The blackness swirled quickly behind them, jealously filling the spots the light had brightened only moments before.

  The boys silently moved to the doorway, watching as a group of about seven men and their pools of yellow light moved up the hill and into the forest. Soon the glow of their lights turned into twinkles, strangled by the bows and branches, and then it was gone, snuffed out by the forest night. They watched the spot where the men had been swallowed by the darkness.

  “What’s going on, Rich?” Nate finally asked in a whisper. “What did he say?”

  “He said he was going up to the north ridge with a group of laborers. They say the Bolom took a…” He turned to one of the women at the table. “Kabwit?” he asked.

  “Goat,” she said in English.

  Richard turned back to Nate. “A goat—they said the Bolom took a goat.”

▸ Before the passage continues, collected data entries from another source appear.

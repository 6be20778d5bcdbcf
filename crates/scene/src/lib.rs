//! Grid scene: a rows × cols field of quads in the XY plane.
//!
//! The layout is pure data; the renderer turns it into an instance buffer
//! once at startup.

use glam::{Mat4, Vec3};

/// A centered grid of quads facing +Z.
///
/// Quads sit `spacing` apart; `quad_size` below `spacing` leaves a visible
/// gap between neighbors.
#[derive(Debug, Clone, Copy, PartialEq)]
pub struct GridScene {
    pub rows: u32,
    pub cols: u32,
    pub spacing: f32,
    pub quad_size: f32,
}

impl Default for GridScene {
    /// The stock scene: 10×10 quads, one unit apart, 0.8 units wide.
    fn default() -> Self {
        Self {
            rows: 10,
            cols: 10,
            spacing: 1.0,
            quad_size: 0.8,
        }
    }
}

impl GridScene {
    /// A square grid of `n` × `n` quads with the stock spacing and size.
    pub fn square(n: u32) -> Self {
        Self {
            rows: n,
            cols: n,
            ..Self::default()
        }
    }

    /// Total number of quads in the grid.
    pub fn quad_count(&self) -> usize {
        self.rows as usize * self.cols as usize
    }

    /// One translation matrix per quad, row-major order, centered so the
    /// grid's middle lands on the origin.
    pub fn model_matrices(&self) -> Vec<Mat4> {
        let x_center = (self.cols.saturating_sub(1)) as f32 / 2.0;
        let y_center = (self.rows.saturating_sub(1)) as f32 / 2.0;

        let mut matrices = Vec::with_capacity(self.quad_count());
        for row in 0..self.rows {
            for col in 0..self.cols {
                let x = (col as f32 - x_center) * self.spacing;
                let y = (row as f32 - y_center) * self.spacing;
                matrices.push(Mat4::from_translation(Vec3::new(x, y, 0.0)));
            }
        }
        matrices
    }
}

#[cfg(test)]
mod tests {
    use super::*;
    use glam::Vec4;

    fn translation_of(m: &Mat4) -> Vec3 {
        m.w_axis.truncate()
    }

    #[test]
    fn stock_grid_has_100_quads() {
        let scene = GridScene::default();
        assert_eq!(scene.quad_count(), 100);
        assert_eq!(scene.model_matrices().len(), 100);
    }

    #[test]
    fn grid_is_centered_on_origin() {
        let scene = GridScene::default();
        let sum: Vec3 = scene
            .model_matrices()
            .iter()
            .map(translation_of)
            .sum();
        assert!(sum.length() < 1e-4);
    }

    #[test]
    fn corners_of_the_stock_grid() {
        let matrices = GridScene::default().model_matrices();
        assert_eq!(
            translation_of(&matrices[0]),
            Vec3::new(-4.5, -4.5, 0.0)
        );
        assert_eq!(
            translation_of(matrices.last().unwrap()),
            Vec3::new(4.5, 4.5, 0.0)
        );
    }

    #[test]
    fn quads_lie_in_the_xy_plane() {
        for m in GridScene::default().model_matrices() {
            assert_eq!(translation_of(&m).z, 0.0);
        }
    }

    #[test]
    fn spacing_scales_placement() {
        let scene = GridScene {
            spacing: 2.0,
            ..GridScene::default()
        };
        let matrices = scene.model_matrices();
        assert_eq!(
            translation_of(&matrices[0]),
            Vec3::new(-9.0, -9.0, 0.0)
        );
    }

    #[test]
    fn single_quad_sits_at_origin() {
        let scene = GridScene::square(1);
        let matrices = scene.model_matrices();
        assert_eq!(matrices.len(), 1);
        assert_eq!(matrices[0].w_axis, Vec4::new(0.0, 0.0, 0.0, 1.0));
    }

    #[test]
    fn rectangular_grid() {
        let scene = GridScene {
            rows: 2,
            cols: 3,
            ..GridScene::default()
        };
        assert_eq!(scene.quad_count(), 6);
        let matrices = scene.model_matrices();
        assert_eq!(translation_of(&matrices[0]), Vec3::new(-1.0, -0.5, 0.0));
        assert_eq!(
            translation_of(matrices.last().unwrap()),
            Vec3::new(1.0, 0.5, 0.0)
        );
    }
}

  “What do you mean, took a goat?”

  “Well, we don’t farm any animals here, but the laborers have them for food. They think the Bolom killed one to eat it. Tristan’s really in trouble now.”

  “Tristan? Why’s Tristan in trouble?” said Pip.

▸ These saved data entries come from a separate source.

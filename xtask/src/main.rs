use anyhow::{bail, Result};
use clap::{Parser, Subcommand};
use std::process::Command;

#[derive(Parser)]
#[command(name = "xtask", about = "Workspace automation for meadow")]
struct Cli {
    #[command(subcommand)]
    command: Commands,
}

#[derive(Subcommand)]
enum Commands {
    /// Run fmt, clippy, tests, and doc in sequence
    Check,
    /// Run cargo fmt --check on all crates
    Fmt,
    /// Run clippy with warnings denied
    Clippy,
    /// Run all workspace tests
    Test,
    /// Build rustdoc for the workspace
    Doc,
    /// Build the entire workspace
    Build,
}

fn main() -> Result<()> {
    match Cli::parse().command {
        Commands::Check => {
            cargo(&["fmt", "--all", "--", "--check"])?;
            cargo(&["clippy", "--workspace", "--all-targets", "--", "-D", "warnings"])?;
            cargo(&["test", "--workspace"])?;
            cargo(&["doc", "--workspace", "--no-deps"])?;
        }
        Commands::Fmt => cargo(&["fmt", "--all", "--", "--check"])?,
        Commands::Clippy => cargo(&[
            "clippy",
            "--workspace",
            "--all-targets",
            "--",
            "-D",
            "warnings",
        ])?,
        Commands::Test => cargo(&["test", "--workspace"])?,
        Commands::Doc => cargo(&["doc", "--workspace", "--no-deps"])?,
        Commands::Build => cargo(&["build", "--workspace"])?,
    }
    Ok(())
}

fn cargo(args: &[&str]) -> Result<()> {
    println!("==> cargo {}", args.join(" "));
    let status = Command::new("cargo").args(args).status()?;
    if !status.success() {
        bail!("cargo {} failed", args[0]);
    }
    Ok(())
}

  Richard turned back from the doorway and sat again at the table. The others followed suit. “Do you guys remember when that man—the one who was just here—when he was speaking to Tristan by the copra oven?”

  The boys both nodded.

  “Well, he was mad at Tristan because Tristan hadn’t put the food out. It’s Tristan’s job. Whenever Tristan is at the Estate, he’s supposed to do the feeding.” He shook his head slowly. “Uncle Vince is gonna kill him. He’s supposed to have it up there before the sun goes down. So that it can get smelly. It’s really hot up there and it makes the thing stink, but that’s how the Bolom likes it.”

  “What do you feed it?”

  “Chicken. A dead, plucked chicken. You take it into the attic and leave it in the corner in this big tin bowl, and by the time the Bolom shows up, the thing is good and ripe.”

  “And Tristan forgot?” asked Nate.

  “Maybe. Or maybe he just decided not to do it. Either way Uncle Vince is gonna kill him. Someone’s going to have to pay for the goat—it’s worth a lot of money to the laborers.”

  “So why was that guy so pissed at Tristan?” asked Pip. “Why should he care if Tristan doesn’t do his chores?”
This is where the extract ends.